**Exercise aim**
Can you restate the records below word for word?

__________

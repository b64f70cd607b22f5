//! Configuration, types, and shared structures for specdiv.
//!
//! This crate contains the signal and spectrum types, the comparison
//! configuration and the metric trait shared across the specdiv workspace.

pub mod config;
pub mod error;
pub mod signal;
pub mod traits;

pub use config::{CompareConfig, CompareParams, ZeroBinPolicy};
pub use error::CoreError;
pub use signal::{AudioSignal, DivergenceReport, DivergenceScore, SpectrumMagnitude};
pub use traits::SpectralMetric;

__________

**Task answer**
repository b64f70cd607b22f5
//! Configuration, types, and shared structures for specdiv.
//!
//! This crate contains the signal and spectrum types, the comparison
//! configuration and the metric trait shared across the specdiv workspace.

pub mod config;
pub mod error;
pub mod signal;
pub mod traits;

pub use config::{CompareConfig, CompareParams, ZeroBinPolicy};
pub use error::CoreError;
pub use signal::{AudioSignal, DivergenceReport, DivergenceScore, SpectrumMagnitude};
pub use traits::SpectralMetric;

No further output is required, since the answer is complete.